Scott Galloway’s book The Four: The Hidden DNA of Amazon, Apple, Facebook, and Google analyses the impact of the 800-pound gorillas of online technology: “Amazon, Apple, Facebook, and Google are the four most influential companies on the planet.” Galloway calls them “the Four Horsemen,” and Nick Bilton (author of Hatching Twitter) made the same point in a November 2017 Vanity Fair article: “The four horsemen of the coming economic apocalypse—Amazon, Apple, Alphabet, and Facebook—have already flattened entire industries.” (Alphabet is Google’s parent company.)
Referring to the same tech oligopoly, former Google CEO Eric Schmidt called them the “gang of four” at the D9 conference in 2011: “Obviously, one of them, in my view, is Google, the other three being Apple, Amazon, and Facebook.” Schmidt and Jared Cohen discussed the same four brands in The New Digital Age: “We believe that modern technology platforms, such as Google, Facebook, Amazon and Apple, are even more powerful than most people realize”. The Wall Street Journal (on Boxing Day 2012) assessed the rivalry between the same four firms (“Apple vs. Google vs. Facebook vs. Amazon”).

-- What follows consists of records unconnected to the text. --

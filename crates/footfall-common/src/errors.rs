use std::path::PathBuf;

use crate::id::ConnectionId;

#[derive(Debug, thiserror::Error)]
pub enum ConfigError {
    #[error("config file not found: {0}")]
    FileNotFound(PathBuf),

    #[error("config parse error: {0}")]
    ParseError(String),

    #[error("config validation error: {0}")]
    ValidationError(String),

    #[error("no platform config directory; pass --config")]
    NoConfigDir,

    #[error("failed to write {path}: {source}")]
    WriteFailed {
        path: PathBuf,
        #[source]
        source: std::io::Error,
    },
}

/// Failures inside the presence core. None of these reach a client; the hub
/// and connection handlers log them and carry on.
#[derive(Debug, thiserror::Error)]
pub enum PresenceError {
    #[error("unknown connection: {0}")]
    UnknownConnection(ConnectionId),

    #[error("duplicate connection: {0}")]
    DuplicateConnection(ConnectionId),

    #[error("geo lookup failed: {0}")]
    GeoLookup(String),

    #[error("push to {id} failed: {reason}")]
    PushFailed { id: ConnectionId, reason: String },

    #[error("invalid page: {0}")]
    InvalidPage(String),
}

#[derive(Debug, thiserror::Error)]
pub enum FootfallError {
    #[error(transparent)]
    Config(#[from] ConfigError),

    #[error(transparent)]
    Presence(#[from] PresenceError),

    #[error(transparent)]
    Io(#[from] std::io::Error),
}

#[cfg(test)]
mod tests {
    use super::*;

    #[test]
    fn config_error_display() {
        let err = ConfigError::FileNotFound(PathBuf::from("/tmp/missing.toml"));
        assert_eq!(err.to_string(), "config file not found: /tmp/missing.toml");

        let err = ConfigError::ParseError("unexpected token".into());
        assert_eq!(err.to_string(), "config parse error: unexpected token");

        let err = ConfigError::ValidationError("server.port = 0".into());
        assert_eq!(err.to_string(), "config validation error: server.port = 0");

        assert_eq!(
            ConfigError::NoConfigDir.to_string(),
            "no platform config directory; pass --config"
        );

        let err = ConfigError::WriteFailed {
            path: PathBuf::from("/ro/config.toml"),
            source: std::io::Error::new(std::io::ErrorKind::PermissionDenied, "read-only"),
        };
        assert_eq!(err.to_string(), "failed to write /ro/config.toml: read-only");
    }

    #[test]
    fn presence_error_display() {
        let id = ConnectionId::from("abc");
        assert_eq!(
            PresenceError::UnknownConnection(id.clone()).to_string(),
            "unknown connection: abc"
        );
        assert_eq!(
            PresenceError::DuplicateConnection(id.clone()).to_string(),
            "duplicate connection: abc"
        );

        let err = PresenceError::PushFailed {
            id,
            reason: "queue closed".into(),
        };
        assert_eq!(err.to_string(), "push to abc failed: queue closed");

        let err = PresenceError::GeoLookup("timed out".into());
        assert_eq!(err.to_string(), "geo lookup failed: timed out");
    }

    #[test]
    fn footfall_error_from_config() {
        let config_err = ConfigError::ParseError("bad toml".into());
        let err: FootfallError = config_err.into();
        assert!(matches!(err, FootfallError::Config(_)));
        assert!(err.to_string().contains("bad toml"));
    }

    #[test]
    fn footfall_error_from_presence() {
        let err: FootfallError = PresenceError::InvalidPage("http://x".into()).into();
        assert!(matches!(err, FootfallError::Presence(_)));
        assert_eq!(err.to_string(), "invalid page: http://x");
    }

    #[test]
    fn footfall_error_from_io() {
        let io_err = std::io::Error::new(std::io::ErrorKind::AddrInUse, "port taken");
        let err: FootfallError = io_err.into();
        assert!(matches!(err, FootfallError::Io(_)));
        assert!(err.to_string().contains("port taken"));
    }
}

The Economist (on 1st December 2012) also highlighted the same quartet: “THE four giants of the internet age - Google, Apple, Facebook and Amazon - are extraordinary creatures. Never before has the world seen firms grow so fast or spread their tentacles so widely.” In a cartoon for the magazine’s cover, David Parkins depicted the companies as giant squid. Continuing the cephalopod metaphor, an article by Galloway in the March 2018 issue of Esquire featured an illustration by Andrew Rae representing the four companies as a giant octopus. Cartoons by Matt Kenyon in the Financial Times showed the so-called FAANG group (Facebook, Amazon, Apple, Netflix, and Google) as a mechanical octopus (on 23rd April 2018), and (minus Netflix) as a steam train (on 17th June 2019) and a teetering robot (yesterday).
Farhad Manjoo has also written extensively about this group of big tech giants, initially in a Fast Company (November 2011) cover story: “Apple, Facebook, Google, and Amazon battle for the future”. Adding Microsoft to the mix, Manjoo calls them “the Frightful Five” and his 6th May 2017 New York Times column featured an illustration by Doug Chayka showing a raft formed from the five logos. A photomontage by James Ferguson in the Financial Times on 15th November 2017 showed the same five as UFOs over New York. The cover of The Economist (22nd February 2020), by Justin Metz, shows them as five charging robotic bulls.